読書の秋、スポーツの秋、芸術の秋など、秋を表す言葉はいくつかあるが、「食欲の秋」という言葉がある通り、秋は食べ物が旨い季節である。中でも私は「実りの秋」が好きな言葉だ。実りの秋とは「穀物や果実などの収穫が多くなる季節を表す言葉」と書かれているが、気候も穏やかなうえ、春から夏にかけて育ってきたさまざまな作物や穀物が収穫されることで、四季の中でも満ち足りて豊かな季節であるからと考えられる。これからやってくる寒く厳しい冬を乗り越えるためにも、「実りの秋」は大切な季節であり、このことは学校、特に私立の学校においても全く同じことである。「今、実っていなければ冬は寒く、春は楽しくはならない。」
本校には千早赤阪村に浪速中学校付属の「多聞いちごハウス」「多聞農園・果樹園」を有しており、中学校教育の一環として有効利用している。極端に言えば「今日的子ども、児童生徒はイチゴはスーパーにあるもの」としか捉えていない面が時に伺える。しかし自らハウス内に生っているイチゴを採り、口にして甘さと酸っぱさを感じることは教育的意味がある。柿には甘柿と渋柿があり渋柿が甘柿以上に甘くなることを知ることは十分教育的意味があると私は信じている。このような考えでこの施設を作り、今や私はこの農園で季節、季節の収穫物を採ることが楽しみの一つになっている。唯一癒しの場所だ。
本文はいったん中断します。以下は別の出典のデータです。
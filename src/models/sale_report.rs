use serde::{Deserialize, Serialize};

use super::ProductSnapshot;

/// Snapshots found on sale during one run, in query order.
#[derive(Debug, Clone, Default, Serialize, Deserialize, PartialEq, Eq)]
pub struct SaleReport {
    items: Vec<ProductSnapshot>,
}

impl SaleReport {
    pub fn new() -> Self {
        Self::default()
    }

    /// Adds the snapshot if it is on sale. Returns whether it was kept.
    pub fn record(&mut self, snapshot: ProductSnapshot) -> bool {
        if !snapshot.is_on_sale {
            return false;
        }
        self.items.push(snapshot);
        true
    }

    pub fn len(&self) -> usize {
        self.items.len()
    }

    pub fn is_empty(&self) -> bool {
        self.items.is_empty()
    }

    pub fn items(&self) -> &[ProductSnapshot] {
        &self.items
    }

    pub fn into_items(self) -> Vec<ProductSnapshot> {
        self.items
    }
}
今年の秋の実りは「栗はまぁまぁ」であった。「いちじくはダメ」で、今年初めて収穫出来たのは「シイタケ」と「キューイ」であったが、数量は少なかったが、しいたけは大きく分厚く、味も良かった。キューイフルーツも大きく甘かった。収穫までに足掛け約4年もかかった。今は「渋柿づくり」に精魂を傾けている。これが実に手間がかかる。皮むき、熱湯消毒、吊るし、焼酎による表面散布、もみもみ、これを数回行わねばならない。均一な固さと上品な甘さが期待できないのである。また時々焼酎を散布して消毒が必要など、とにかく渋柿つくりは手間暇がかかるが、それだけに上手く出来たときは小躍りして喜ぶ。昨年良く出来た「イチゴ」は今年も順調で12月クリスマス前ごろに今年の初収穫になるかどうか?渋柿は400個吊るしたので収穫したら「中学1年生全員に一人2個づつプレゼント」する。昨年は一人1個だったが2個に増やす。今朝は大量のカブが採れた。初めてであったが大豊作で教職員お一人に「赤かぶ、白カブ」を合計6個づつ20人の方々にプレゼントした。配布先は順番である。とにかく実りの秋を実感しているところだ。